As defesas do ex-assessor Filipe Martins e de réus acusados de integrar o núcleo 2 da tentativa de golpe de Estado no Brasil buscaram “empurrar” a pessoas do entorno do ex-presidente Jair Bolsonaro e de seu governo a responsabilidade pelos atos imputados. Ainda reforçaram que seus clientes estavam seguindo ordens recebidas por superiores e não podem ser criminalizados por isso.
As manifestações dos advogados se deram nesta terça-feira (9/12) na 1ª Turma do Supremo Tribunal Federal (STF). O julgamento será retomado na próxima terça-feira (16/12) e será reiniciado com o voto do relator, ministro Alexandre de Moraes, e, na sequência, os demais magistrados votarão.
O grupo cujas condutas são analisadas foi responsável pelas principais iniciativas que visavam manter Bolsonaro no poder, mesmo após perder as eleições, como a minuta golpista, as blitzes nas estradas e o plano para matar autoridades, segundo denúncia da Procuradoria-Geral da República (PGR).
A estratégia de empurrar para terceiros os atos golpistas foi usada pelo advogado Jeffrey Chiquini, que defendeu Filipe Martins, o ex-assessor para assuntos internacionais da Presidência da República. Durante a sustentação oral, Chiquini imputou ao tenente-coronel Mauro Cid, ex-ajudante de ordens de Bolsonaro, a criação de “narrativas falsas” contra Filipe Martins.
Chiquini disse que Mauro Cid “teve em suas mãos o controle de toda narrativa” que envolve Filipe Martins. Conforme a defesa, Cid apresentou à investigação o documento com uma lista provisória de passageiros que teriam integrado viagem do ex-presidente aos Estados Unidos, no final de dezembro de 2022.

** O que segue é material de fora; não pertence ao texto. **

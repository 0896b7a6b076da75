use chrono::NaiveDate;
use green_button_daily::classify::{TouTier, classify};
use green_button_daily::daily::{AggregateConfig, aggregate_daily};
use green_button_daily::green_data::GreenData;
use green_button_daily::parser::{extract_readings, parse_feed};

fn day(d: u32) -> NaiveDate {
    NaiveDate::from_ymd_opt(2024, 1, d).unwrap()
}

#[test]
fn test_full_pipeline() {
    // Two complete hourly days plus a five-reading partial day
    let bytes = include_bytes!("fixtures/sample_feed.json");
    let feed = parse_feed(bytes).expect("Failed to parse feed");
    let readings = extract_readings(&feed).expect("Failed to extract readings");
    assert_eq!(readings.len(), 53);

    let partition = classify(readings).expect("Failed to classify");
    assert_eq!(partition.len(), 53);

    let data = aggregate_daily(&partition, &AggregateConfig::default());

    // the partial day is dropped by the completeness filter
    assert_eq!(data.len(), 2);
    assert_eq!(data.start_date(), Some(day(15)));
    assert_eq!(data.end_date(), Some(day(16)));

    let first = &data.rows()[0];
    assert!((first.tiers[TouTier::OnPeak].energy - 5.61).abs() < 1e-9);
    assert!((first.tiers[TouTier::MidPeak].energy - 5.49).abs() < 1e-9);
    assert!((first.tiers[TouTier::OffPeak].energy - 10.86).abs() < 1e-9);
    assert!((first.total_energy() - 21.96).abs() < 1e-9);

    let expected_cost = 5.61 * 0.14 + 5.49 * 0.10 + 10.86 * 0.07;
    assert!((first.total_cost() - expected_cost).abs() < 1e-9);
}

#[test]
fn test_range_query_and_round_trip() {
    let bytes = include_bytes!("fixtures/sample_feed.json");
    let feed = parse_feed(bytes).unwrap();
    let partition = classify(extract_readings(&feed).unwrap()).unwrap();
    let data = aggregate_daily(&partition, &AggregateConfig::default());

    let subset = data.range(day(16), day(16)).unwrap();
    assert_eq!(subset.len(), 1);
    assert_eq!(subset.start_date(), Some(day(16)));

    // parent is untouched by the range query
    assert_eq!(data.len(), 2);
    assert_eq!(data.start_date(), Some(day(15)));

    // serialized records reload to an equivalent view
    let json = data.to_json().unwrap();
    let reloaded = GreenData::from_json(&json).unwrap();
    assert_eq!(reloaded, data);

    // the partial day was filtered out, so requesting it is out of bounds
    assert!(data.range(day(15), day(17)).is_err());
}
//! Typed object graph for a decoded Green Button feed.
//!
//! The upstream feed parser hands us `usagePoint → meterReading →
//! intervalBlock → intervalReading`, carried as a JSON document. These
//! structs mirror that graph; timestamps arrive as epoch seconds per ESPI.

use chrono::{DateTime, Utc};
use serde::{Deserialize, Serialize};

/// A decoded Green Button feed document.
#[derive(Debug, Clone, Serialize, Deserialize)]
#[serde(rename_all = "camelCase")]
pub struct GreenButtonFeed {
    pub usage_points: Vec<UsagePoint>,
}

/// One metered service point (a physical meter location).
#[derive(Debug, Clone, Serialize, Deserialize)]
#[serde(rename_all = "camelCase")]
pub struct UsagePoint {
    pub meter_readings: Vec<MeterReading>,
}

/// One reading series for a usage point.
#[derive(Debug, Clone, Serialize, Deserialize)]
#[serde(rename_all = "camelCase")]
pub struct MeterReading {
    pub interval_blocks: Vec<IntervalBlock>,
}

/// A contiguous block of interval readings (typically one export chunk).
#[derive(Debug, Clone, Serialize, Deserialize)]
#[serde(rename_all = "camelCase")]
pub struct IntervalBlock {
    pub interval_readings: Vec<IntervalReading>,
}

/// One metered energy value over a short time window.
///
/// `value` is in source units (watt-hours); `cost` is the unit price the
/// utility attached to this interval, not a pre-multiplied amount.
#[derive(Debug, Clone, Serialize, Deserialize)]
#[serde(rename_all = "camelCase")]
pub struct IntervalReading {
    pub value: f64,
    pub cost: f64,
    /// TOU tier tag assigned by the utility: 1 = on-peak, 2 = mid-peak,
    /// 3 = off-peak. Anything else is rejected at classification time.
    pub tou: u32,
    pub time_period: TimePeriod,
}

/// The window an interval reading covers.
#[derive(Debug, Clone, Serialize, Deserialize)]
#[serde(rename_all = "camelCase")]
pub struct TimePeriod {
    #[serde(with = "chrono::serde::ts_seconds")]
    pub start: DateTime<Utc>,
    /// Window length in seconds.
    pub duration: u64,
}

“Filipe Martins foi preso por uma viagem que não fez, e hoje todo mundo sabe que não fez, mas não é assunto superado porque aqui começa toda a guerra de narrativas falsas que Martins tem sofrido, por uma narrativa falsa criada por Mauro Cid. Mauro Cid cria Filipe Martins”, disse Chiquini.
Chiquini acusou Mauro Cid de ter apresentado uma minuta golpista a militares. O advogado destacou que o ex-comandante do Exército, general Freire Gomes, disse em depoimento que Martins não participou da reunião sobre apresentação do documento aos chefes das Forças Armadas.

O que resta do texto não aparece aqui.